§ Task description
Line by line, set down the records exactly as they appear below.

§

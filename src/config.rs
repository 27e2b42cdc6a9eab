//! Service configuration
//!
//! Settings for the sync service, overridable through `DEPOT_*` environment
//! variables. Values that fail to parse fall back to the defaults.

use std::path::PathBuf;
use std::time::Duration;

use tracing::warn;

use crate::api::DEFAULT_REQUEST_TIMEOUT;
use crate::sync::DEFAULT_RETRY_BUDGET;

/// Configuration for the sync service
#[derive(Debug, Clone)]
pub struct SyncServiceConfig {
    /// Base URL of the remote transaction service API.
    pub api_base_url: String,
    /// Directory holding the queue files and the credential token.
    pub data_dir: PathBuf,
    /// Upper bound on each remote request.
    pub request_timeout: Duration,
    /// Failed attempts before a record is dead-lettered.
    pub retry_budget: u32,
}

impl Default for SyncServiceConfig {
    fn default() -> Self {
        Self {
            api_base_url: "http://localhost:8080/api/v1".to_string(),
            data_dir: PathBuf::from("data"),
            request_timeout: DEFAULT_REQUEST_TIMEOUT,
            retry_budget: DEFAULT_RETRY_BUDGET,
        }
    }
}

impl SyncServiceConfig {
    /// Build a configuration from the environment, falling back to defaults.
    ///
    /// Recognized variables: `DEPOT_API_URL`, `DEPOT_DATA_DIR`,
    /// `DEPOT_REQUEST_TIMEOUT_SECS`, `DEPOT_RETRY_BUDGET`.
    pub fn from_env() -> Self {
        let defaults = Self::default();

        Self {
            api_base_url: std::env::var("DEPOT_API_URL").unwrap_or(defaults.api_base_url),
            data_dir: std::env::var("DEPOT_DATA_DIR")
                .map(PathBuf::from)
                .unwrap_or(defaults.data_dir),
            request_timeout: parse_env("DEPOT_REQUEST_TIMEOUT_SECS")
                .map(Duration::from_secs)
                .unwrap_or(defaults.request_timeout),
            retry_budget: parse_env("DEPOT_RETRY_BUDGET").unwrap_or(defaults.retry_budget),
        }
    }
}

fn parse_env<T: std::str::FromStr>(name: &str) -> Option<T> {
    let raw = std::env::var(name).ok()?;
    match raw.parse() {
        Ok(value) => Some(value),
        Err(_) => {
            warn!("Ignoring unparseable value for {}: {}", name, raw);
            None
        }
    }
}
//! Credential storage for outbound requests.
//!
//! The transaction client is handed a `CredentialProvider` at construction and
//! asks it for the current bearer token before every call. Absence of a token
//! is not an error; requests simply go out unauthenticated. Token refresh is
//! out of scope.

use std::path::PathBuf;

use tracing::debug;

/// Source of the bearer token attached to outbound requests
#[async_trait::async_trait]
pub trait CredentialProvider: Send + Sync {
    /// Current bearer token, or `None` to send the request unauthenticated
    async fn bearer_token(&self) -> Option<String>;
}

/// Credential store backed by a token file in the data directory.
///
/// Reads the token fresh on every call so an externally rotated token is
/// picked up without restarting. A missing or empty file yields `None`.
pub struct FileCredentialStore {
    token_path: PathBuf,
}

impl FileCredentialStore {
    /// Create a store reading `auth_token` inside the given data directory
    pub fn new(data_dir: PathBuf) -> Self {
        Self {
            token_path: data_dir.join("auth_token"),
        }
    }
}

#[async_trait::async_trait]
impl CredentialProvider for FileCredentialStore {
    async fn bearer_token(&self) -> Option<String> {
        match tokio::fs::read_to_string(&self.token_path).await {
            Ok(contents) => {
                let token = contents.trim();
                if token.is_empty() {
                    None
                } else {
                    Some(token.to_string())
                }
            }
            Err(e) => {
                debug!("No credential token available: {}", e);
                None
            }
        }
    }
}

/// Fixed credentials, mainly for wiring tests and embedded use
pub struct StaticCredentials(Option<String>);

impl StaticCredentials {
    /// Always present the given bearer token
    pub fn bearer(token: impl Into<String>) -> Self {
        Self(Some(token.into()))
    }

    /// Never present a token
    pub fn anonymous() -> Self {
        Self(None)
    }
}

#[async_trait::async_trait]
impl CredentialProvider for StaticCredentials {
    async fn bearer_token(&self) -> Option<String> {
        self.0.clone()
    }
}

§

§ The completed task
filename src/config.rs
repository 27e2b42cdc6a9eab
//! Service configuration
//!
//! Settings for the sync service, overridable through `DEPOT_*` environment
//! variables. Values that fail to parse fall back to the defaults.

use std::path::PathBuf;
use std::time::Duration;

use tracing::warn;

use crate::api::DEFAULT_REQUEST_TIMEOUT;
use crate::sync::DEFAULT_RETRY_BUDGET;

/// Configuration for the sync service
#[derive(Debug, Clone)]
pub struct SyncServiceConfig {
    /// Base URL of the remote transaction service API.
    pub api_base_url: String,
    /// Directory holding the queue files and the credential token.
    pub data_dir: PathBuf,
    /// Upper bound on each remote request.
    pub request_timeout: Duration,
    /// Failed attempts before a record is dead-lettered.
    pub retry_budget: u32,
}

impl Default for SyncServiceConfig {
    fn default() -> Self {
        Self {
            api_base_url: "http://localhost:8080/api/v1".to_string(),
            data_dir: PathBuf::from("data"),
            request_timeout: DEFAULT_REQUEST_TIMEOUT,
            retry_budget: DEFAULT_RETRY_BUDGET,
        }
    }
}

impl SyncServiceConfig {
    /// Build a configuration from the environment, falling back to defaults.
    ///
    /// Recognized variables: `DEPOT_API_URL`, `DEPOT_DATA_DIR`,
    /// `DEPOT_REQUEST_TIMEOUT_SECS`, `DEPOT_RETRY_BUDGET`.
    pub fn from_env() -> Self {
        let defaults = Self::default();

        Self {
            api_base_url: std::env::var("DEPOT_API_URL").unwrap_or(defaults.api_base_url),
            data_dir: std::env::var("DEPOT_DATA_DIR")
                .map(PathBuf::from)
                .unwrap_or(defaults.data_dir),
            request_timeout: parse_env("DEPOT_REQUEST_TIMEOUT_SECS")
                .map(Duration::from_secs)
                .unwrap_or(defaults.request_timeout),
            retry_budget: parse_env("DEPOT_RETRY_BUDGET").unwrap_or(defaults.retry_budget),
        }
    }
}

fn parse_env<T: std::str::FromStr>(name: &str) -> Option<T> {
    let raw = std::env::var(name).ok()?;
    match raw.parse() {
        Ok(value) => Some(value),
        Err(_) => {
            warn!("Ignoring unparseable value for {}: {}", name, raw);
            None
        }
    }
}
//! Credential storage for outbound requests.
//!
//! The transaction client is handed a `CredentialProvider` at construction and
//! asks it for the current bearer token before every call. Absence of a token
//! is not an error; requests simply go out unauthenticated. Token refresh is
//! out of scope.

use std::path::PathBuf;

use tracing::debug;

/// Source of the bearer token attached to outbound requests
#[async_trait::async_trait]
pub trait CredentialProvider: Send + Sync {
    /// Current bearer token, or `None` to send the request unauthenticated
    async fn bearer_token(&self) -> Option<String>;
}

/// Credential store backed by a token file in the data directory.
///
/// Reads the token fresh on every call so an externally rotated token is
/// picked up without restarting. A missing or empty file yields `None`.
pub struct FileCredentialStore {
    token_path: PathBuf,
}

impl FileCredentialStore {
    /// Create a store reading `auth_token` inside the given data directory
    pub fn new(data_dir: PathBuf) -> Self {
        Self {
            token_path: data_dir.join("auth_token"),
        }
    }
}

#[async_trait::async_trait]
impl CredentialProvider for FileCredentialStore {
    async fn bearer_token(&self) -> Option<String> {
        match tokio::fs::read_to_string(&self.token_path).await {
            Ok(contents) => {
                let token = contents.trim();
                if token.is_empty() {
                    None
                } else {
                    Some(token.to_string())
                }
            }
            Err(e) => {
                debug!("No credential token available: {}", e);
                None
            }
        }
    }
}

/// Fixed credentials, mainly for wiring tests and embedded use
pub struct StaticCredentials(Option<String>);

impl StaticCredentials {
    /// Always present the given bearer token
    pub fn bearer(token: impl Into<String>) -> Self {
        Self(Some(token.into()))
    }

    /// Never present a token
    pub fn anonymous() -> Self {
        Self(None)
    }
}

#[async_trait::async_trait]
impl CredentialProvider for StaticCredentials {
    async fn bearer_token(&self) -> Option<String> {
        self.0.clone()
    }
}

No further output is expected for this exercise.